Our Approach

Geneos’ clinical results do not come by accident. The data validate the importance of the company's multi-year effort to optimize each and every aspect of the process of vaccination to treat cancer.

These proprietary and IP protected innovations have been integrated into its GT-EPIC™ platform for the development of uniquely personalized immunotherapies for cancer. GT-EPIC results from a holistic and ground up approach to addressing all of the opportunities and challenges of personalized therapeutic cancer vaccination and confers many therapeutic advantages embedded within our PTCVs:
  • Our DNA plasmids can target upwards of 1 – 80+ neoantigens in the same patient specific formulation, allowing us to include all patient-specific targetable neoantigens for virtually all of our patients
  • Rather than try to outsmart nature by selecting the best predicted neoantigens and only include them, we can include all of the targetable neoantigens and offer the immune system an opportunity to attack cancer via all of the neoantigens present
  • Our patient specific neoantigen inserts and the resulting PTCVs are designed and optimized for efficient in vivo expression, processing, and presentation using proprietary and IP protected methods. This is crucial to assure that all of the neoantigens encoded in the patient-specific insert will be expressed in vivo and have the potential to drive an immune response
  • Our PTCVs contain not only the neoantigen DNA but also include a second plasmid encoding the cytokine IL12 which acts as an adjuvant locally at the injection site
  • Our PTCVs are administered in the periphery, intradermally, away from any potential limiting effects of tumor microenvironment. This is also the most comfortable route of administration for patients and the most convenient for providers
  • PTCV administration at the injection site is further optimized via use of a proprietary in vivo electroporation (EP) device. The EP device maximizes transfection efficiency and enhances the uptake of the DNA plasmids in all cells present at the injection site including keratinocytes, dendritic cells, langerhans cells and other antigen presenting cells
  • Collectively, the optimized antigenic sequences of our PTCVs, intradermal administration, pIL12, and EP all maximize the immunogenicity of our DNA plasmids and drive induction of CD4+ and CD8+ T cells (Th1 response) faster and in a higher percent of vaccinees than if they were not used; the improvement in vaccination effectiveness is marked and meaningful and we see CD4 and CD8 in all patients treated
  • Our PTCVs are designed and manufactured quickly and efficiently in 6-8 weeks; we have a clear path to reduce this to less than 3-4 weeks upon commercialization, enabling PTCV treatment in most 1st line & 2nd line clinical settings
  • Our PTCVs have demonstrated an unusually favorable safety profile in human clinical studies.

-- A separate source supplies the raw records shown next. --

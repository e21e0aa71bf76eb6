use crate::message::LegTag;

/// One parsed frame of the backend stream.
#[derive(Clone, Debug, PartialEq)]
pub enum StreamEvent {
    /// Incremental text. `step` names the dual-stream leg when present.
    Chunk {
        content: String,
        step: Option<LegTag>,
        is_complete: Option<bool>,
    },
    /// A dual-stream leg announced a new phase.
    Step { step: LegTag, message: String },
    /// A dual-stream leg finished a phase.
    StepComplete { step: LegTag, duration_ms: u64 },
    /// Protocol-level completion. Response fields are only sent in dual mode.
    Complete {
        final_response: Option<String>,
        response_a: Option<String>,
        response_b: Option<String>,
    },
    /// Explicit backend failure.
    Error { message: String },
    WebSearchStart { query: String },
    WebSearchComplete,
    /// Transport-level end marker (`data: [DONE]`).
    Terminator,
}

impl StreamEvent {
    /// Returns the wire `type` of the event (`None` for the terminator).
    pub fn kind(&self) -> Option<&'static str> {
        match self {
            Self::Chunk { .. } => Some("chunk"),
            Self::Step { .. } => Some("step"),
            Self::StepComplete { .. } => Some("step_complete"),
            Self::Complete { .. } => Some("complete"),
            Self::Error { .. } => Some("error"),
            Self::WebSearchStart { .. } => Some("web_search_start"),
            Self::WebSearchComplete => Some("web_search_complete"),
            Self::Terminator => None,
        }
    }
}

As such, and unlike many current IO-IO combinations, they can be readily combined with existing standard of care treatments including immune checkpoint inhibitors to offer improved efficacy without worsening safety/toxicity
  • Our plasmid DNA-based PTCVs are stable at 2-8C (refrigerated) over multiple years and do not need to be transported or stored frozen. Potency of the therapeutic product is not affected by the storage conditions or the freeze-thaw process
  • Our PTCVs are highly patient specific and only require a small biopsy sample to identify the neoantigens and design the treatment. In particular, they do not require apheresis or large quantities of blood or other biological samples
  • In the event of tumor immune escape, we can simply redesign and remanufacture an updated PTCV to resume vaccine effectiveness
Of the multiple technical solutions offered by Geneos’ GT-EPIC™ platform, the most fundamental is an ability to rapidly deploy a therapeutic construct which does not attempt to outsmart nature in presuming to preselect high value neoantigens; the neoantigen carrying capacity of the platform allows inclusion of all neos in virtually all patients, and lets nature make the call.